__INPUT RECORDS__
[Start of Attachment]

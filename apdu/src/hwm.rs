// Copyright (c) 2022-2023 The MobileCoin Foundation

//! High watermark (HWM) payloads
//!
//! The app tracks the highest signed level and round for the main chain
//! and the test chain.
//!
//! ## Main HWM response
//! ```text
//!  0                   1                   2                   3
//!  0 1 2 3 4 5 6 7 8 9 0 1 2 3 4 5 6 7 8 9 0 1 2 3 4 5 6 7 8 9 0 1
//! +-+-+-+-+-+-+-+-+-+-+-+-+-+-+-+-+-+-+-+-+-+-+-+-+-+-+-+-+-+-+-+-+
//! |                         HIGHEST LEVEL                         |
//! +-+-+-+-+-+-+-+-+-+-+-+-+-+-+-+-+-+-+-+-+-+-+-+-+-+-+-+-+-+-+-+-+
//! |                         HIGHEST ROUND                         |
//! +-+-+-+-+-+-+-+-+-+-+-+-+-+-+-+-+-+-+-+-+-+-+-+-+-+-+-+-+-+-+-+-+
//! ```
//!
//! ## All HWM response
//! ```text
//! +-+-+-+-+-+-+-+-+-+-+-+-+-+-+-+-+-+-+-+-+-+-+-+-+-+-+-+-+-+-+-+-+
//! |                    MAIN HWM (8 bytes)                         |
//! +-+-+-+-+-+-+-+-+-+-+-+-+-+-+-+-+-+-+-+-+-+-+-+-+-+-+-+-+-+-+-+-+
//! |                    TEST HWM (8 bytes)                         |
//! +-+-+-+-+-+-+-+-+-+-+-+-+-+-+-+-+-+-+-+-+-+-+-+-+-+-+-+-+-+-+-+-+
//! |                         MAIN CHAIN ID                         |
//! +-+-+-+-+-+-+-+-+-+-+-+-+-+-+-+-+-+-+-+-+-+-+-+-+-+-+-+-+-+-+-+-+
//! ```

use encdec::{Decode, DecodeOwned, Encode};

use crate::{
    helpers::*, is_valid_level, path::BipPath, scheme::SigScheme, ApduError, ApduStatic,
    Instruction, ParamError, MAV_APDU_CLA,
};

/// High watermark for a single chain
#[derive(Copy, Clone, Debug, Default, PartialEq, Eq, Encode, DecodeOwned)]
#[encdec(error = "ApduError")]
pub struct Hwm {
    #[encdec(with = "be_u32")]
    pub highest_level: u32,
    #[encdec(with = "be_u32")]
    pub highest_round: u32,
}

impl Hwm {
    pub const LEN: usize = 8;

    pub fn new(highest_level: u32, highest_round: u32) -> Self {
        Self {
            highest_level,
            highest_round,
        }
    }
}

/// Main and test chain watermarks with the main chain id
#[derive(Copy, Clone, Debug, Default, PartialEq, Eq, Encode, DecodeOwned)]
#[encdec(error = "ApduError")]
pub struct AllHwm {
    pub main: Hwm,
    pub test: Hwm,
    #[encdec(with = "be_u32")]
    pub chain_id: u32,
}

impl AllHwm {
    pub const LEN: usize = Hwm::LEN * 2 + 4;
}

/// Fetch main chain watermark APDU, answered with a [Hwm]
#[derive(Copy, Clone, PartialEq, Debug, Default, Encode, DecodeOwned)]
#[encdec(error = "ApduError")]
pub struct MainHwmReq {}

impl ApduStatic for MainHwmReq {
    const CLA: u8 = MAV_APDU_CLA;
    const INS: u8 = Instruction::QueryMainHwm as u8;
}

/// Fetch all watermarks APDU, answered with an [AllHwm]
#[derive(Copy, Clone, PartialEq, Debug, Default, Encode, DecodeOwned)]
#[encdec(error = "ApduError")]
pub struct AllHwmReq {}

impl ApduStatic for AllHwmReq {
    const CLA: u8 = MAV_APDU_CLA;
    const INS: u8 = Instruction::QueryAllHwm as u8;
}

/// Reset watermarks APDU, prompts the user
///
/// ## Encoding
/// ```text
/// +-+-+-+-+-+-+-+-+-+-+-+-+-+-+-+-+-+-+-+-+-+-+-+-+-+-+-+-+-+-+-+-+
/// |                          LEVEL (BE)                           |
/// +-+-+-+-+-+-+-+-+-+-+-+-+-+-+-+-+-+-+-+-+-+-+-+-+-+-+-+-+-+-+-+-+
/// ```
#[derive(Copy, Clone, PartialEq, Debug, Encode, DecodeOwned)]
#[encdec(error = "ApduError")]
pub struct ResetReq {
    #[encdec(with = "be_u32")]
    pub level: u32,
}

impl ResetReq {
    /// Create a reset request, rejecting invalid levels
    pub fn new(level: u32) -> Result<Self, ParamError> {
        if !is_valid_level(level) {
            return Err(ParamError::InvalidLevel(level));
        }
        Ok(Self { level })
    }
}

impl ApduStatic for ResetReq {
    const CLA: u8 = MAV_APDU_CLA;
    const INS: u8 = Instruction::Reset as u8;
}

/// Setup APDU, sets the main chain, both watermarks and the baking key
///
/// P2 carries the key's curve code, decoding yields [SigScheme::DEFAULT].
///
/// ## Encoding
/// ```text
/// chain_id (4) || main hwm (8) || test hwm (8) || path
/// ```
#[derive(Clone, PartialEq, Debug)]
pub struct SetupReq {
    pub chain_id: u32,
    pub main: Hwm,
    pub test: Hwm,
    pub path: BipPath,
    pub scheme: SigScheme,
}

impl SetupReq {
    /// Create a setup request, rejecting invalid watermark levels
    pub fn new(
        chain_id: u32,
        main: Hwm,
        test: Hwm,
        path: BipPath,
        scheme: SigScheme,
    ) -> Result<Self, ParamError> {
        for l in [main.highest_level, test.highest_level] {
            if !is_valid_level(l) {
                return Err(ParamError::InvalidLevel(l));
            }
        }

        Ok(Self {
            chain_id,
            main,
            test,
            path,
            scheme,
        })
    }
}

impl ApduStatic for SetupReq {
    const CLA: u8 = MAV_APDU_CLA;
    const INS: u8 = Instruction::Setup as u8;

    fn p2(&self) -> u8 {
        self.scheme.code()
    }
}

impl Encode for SetupReq {
    type Error = ApduError;

    fn encode_len(&self) -> Result<usize, Self::Error> {
        Ok(4 + Hwm::LEN * 2 + self.path.encode_len()?)
    }

    fn encode(&self, buff: &mut [u8]) -> Result<usize, Self::Error> {
        let mut index = 0;

        index += be_u32::enc(&self.chain_id, &mut buff[index..])?;
        index += self.main.encode(&mut buff[index..])?;
        index += self.test.encode(&mut buff[index..])?;
        index += self.path.encode(&mut buff[index..])?;

        Ok(index)
    }
}

impl DecodeOwned for SetupReq {
    type Output = Self;

    type Error = ApduError;

    fn decode_owned(buff: &[u8]) -> Result<(Self::Output, usize), Self::Error> {
        let mut index = 0;

        let (chain_id, n) = be_u32::dec(&buff[index..])?;
        index += n;
        let (main, n) = Hwm::decode(&buff[index..])?;
        index += n;
        let (test, n) = Hwm::decode(&buff[index..])?;
        index += n;
        let (path, n) = BipPath::decode(&buff[index..])?;
        index += n;

        Ok((
            Self {
                chain_id,
                main,
                test,
                path,
                scheme: SigScheme::DEFAULT,
            },
            index,
        ))
    }
}
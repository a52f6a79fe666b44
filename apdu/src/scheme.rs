// Copyright (c) 2022-2023 The MobileCoin Foundation

//! Signature schemes and their wire curve codes

use encdec::{DecodeOwned, Encode};
use num_enum::TryFromPrimitive;
use strum::{Display, EnumIter, EnumString};

use crate::{check_len, ApduError, ParamError};

/// Signature scheme used by an account, encoded on the wire as the
/// curve code in P2 / response payloads.
#[derive(
    Copy, Clone, Debug, PartialEq, Eq, Hash, Display, EnumString, EnumIter, TryFromPrimitive,
)]
#[repr(u8)]
#[strum(serialize_all = "SCREAMING_SNAKE_CASE")]
pub enum SigScheme {
    Ed25519 = 0x00,
    Secp256k1 = 0x01,
    Secp256r1 = 0x02,
    Bip32Ed25519 = 0x03,
}

impl SigScheme {
    /// Scheme used when none is specified
    pub const DEFAULT: SigScheme = SigScheme::Ed25519;

    /// Decode a curve code
    pub fn from_code(code: u8) -> Result<Self, ParamError> {
        Self::try_from(code).map_err(|_| ParamError::UnknownCurve(code))
    }

    /// Wire curve code for this scheme
    pub fn code(&self) -> u8 {
        *self as u8
    }

    /// Whether keys for this scheme are ed25519 keys
    pub fn is_ed25519(&self) -> bool {
        matches!(self, SigScheme::Ed25519 | SigScheme::Bip32Ed25519)
    }

    /// Signing family, collapsing the ed25519 derivation variants
    pub fn family(&self) -> SigScheme {
        match self {
            SigScheme::Bip32Ed25519 => SigScheme::Ed25519,
            s => *s,
        }
    }
}

impl Default for SigScheme {
    fn default() -> Self {
        Self::DEFAULT
    }
}

/// Single byte curve code
impl Encode for SigScheme {
    type Error = ApduError;

    fn encode_len(&self) -> Result<usize, Self::Error> {
        Ok(1)
    }

    fn encode(&self, buff: &mut [u8]) -> Result<usize, Self::Error> {
        check_len(buff, 1)?;
        buff[0] = self.code();
        Ok(1)
    }
}

impl DecodeOwned for SigScheme {
    type Output = Self;

    type Error = ApduError;

    fn decode_owned(buff: &[u8]) -> Result<(Self::Output, usize), Self::Error> {
        check_len(buff, 1)?;

        match Self::from_code(buff[0]) {
            Ok(s) => Ok((s, 1)),
            Err(_) => Err(ApduError::InvalidEncoding),
        }
    }
}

[End of Attachment]

Every line above from the line with "pub const LEN: usize = 8;" to the line with "with a [Hwm]" is wanted, ends included; write them out exactly and add no other line.

    pub const LEN: usize = 8;

    pub fn new(highest_level: u32, highest_round: u32) -> Self {
        Self {
            highest_level,
            highest_round,
        }
    }
}

/// Main and test chain watermarks with the main chain id
#[derive(Copy, Clone, Debug, Default, PartialEq, Eq, Encode, DecodeOwned)]
#[encdec(error = "ApduError")]
pub struct AllHwm {
    pub main: Hwm,
    pub test: Hwm,
    #[encdec(with = "be_u32")]
    pub chain_id: u32,
}

impl AllHwm {
    pub const LEN: usize = Hwm::LEN * 2 + 4;
}

/// Fetch main chain watermark APDU, answered with a [Hwm]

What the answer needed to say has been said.